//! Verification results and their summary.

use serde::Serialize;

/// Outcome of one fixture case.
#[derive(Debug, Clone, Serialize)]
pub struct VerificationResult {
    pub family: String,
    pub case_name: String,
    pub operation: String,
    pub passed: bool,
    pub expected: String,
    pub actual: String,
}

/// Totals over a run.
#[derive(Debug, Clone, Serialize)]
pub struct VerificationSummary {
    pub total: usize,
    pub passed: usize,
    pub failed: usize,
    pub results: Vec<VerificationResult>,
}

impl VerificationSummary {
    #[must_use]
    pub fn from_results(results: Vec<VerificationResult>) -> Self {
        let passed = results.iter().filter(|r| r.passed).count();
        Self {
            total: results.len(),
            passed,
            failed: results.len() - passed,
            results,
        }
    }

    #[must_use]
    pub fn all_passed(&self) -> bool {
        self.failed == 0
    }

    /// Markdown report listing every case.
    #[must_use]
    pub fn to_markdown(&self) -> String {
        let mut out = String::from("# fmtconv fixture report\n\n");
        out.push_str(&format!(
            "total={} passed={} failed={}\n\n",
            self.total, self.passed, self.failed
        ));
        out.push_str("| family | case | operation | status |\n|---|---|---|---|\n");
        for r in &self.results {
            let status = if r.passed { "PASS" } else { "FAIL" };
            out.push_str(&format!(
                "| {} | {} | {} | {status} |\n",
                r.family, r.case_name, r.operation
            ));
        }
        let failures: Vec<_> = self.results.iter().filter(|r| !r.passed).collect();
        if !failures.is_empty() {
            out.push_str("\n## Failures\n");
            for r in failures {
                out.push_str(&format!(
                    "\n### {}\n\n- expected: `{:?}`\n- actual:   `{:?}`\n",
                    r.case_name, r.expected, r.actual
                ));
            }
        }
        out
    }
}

________

Try it
Print out each record above exactly, with nothing omitted.

Output below
//! Verification results and their summary.

use serde::Serialize;

/// Outcome of one fixture case.
#[derive(Debug, Clone, Serialize)]
pub struct VerificationResult {
    pub family: String,
    pub case_name: String,
    pub operation: String,
    pub passed: bool,
    pub expected: String,
    pub actual: String,
}

/// Totals over a run.
#[derive(Debug, Clone, Serialize)]
pub struct VerificationSummary {
    pub total: usize,
    pub passed: usize,
    pub failed: usize,
    pub results: Vec<VerificationResult>,
}

impl VerificationSummary {
    #[must_use]
    pub fn from_results(results: Vec<VerificationResult>) -> Self {
        let passed = results.iter().filter(|r| r.passed).count();
        Self {
            total: results.len(),
            passed,
            failed: results.len() - passed,
            results,
        }
    }

    #[must_use]
    pub fn all_passed(&self) -> bool {
        self.failed == 0
    }

    /// Markdown report listing every case.
    #[must_use]
    pub fn to_markdown(&self) -> String {
        let mut out = String::from("# fmtconv fixture report\n\n");
        out.push_str(&format!(
            "total={} passed={} failed={}\n\n",
            self.total, self.passed, self.failed
        ));
        out.push_str("| family | case | operation | status |\n|---|---|---|---|\n");
        for r in &self.results {
            let status = if r.passed { "PASS" } else { "FAIL" };
            out.push_str(&format!(
                "| {} | {} | {} | {status} |\n",
                r.family, r.case_name, r.operation
            ));
        }
        let failures: Vec<_> = self.results.iter().filter(|r| !r.passed).collect();
        if !failures.is_empty() {
            out.push_str("\n## Failures\n");
            for r in failures {
                out.push_str(&format!(
                    "\n### {}\n\n- expected: `{:?}`\n- actual:   `{:?}`\n",
                    r.case_name, r.expected, r.actual
                ));
            }
        }
        out
    }
}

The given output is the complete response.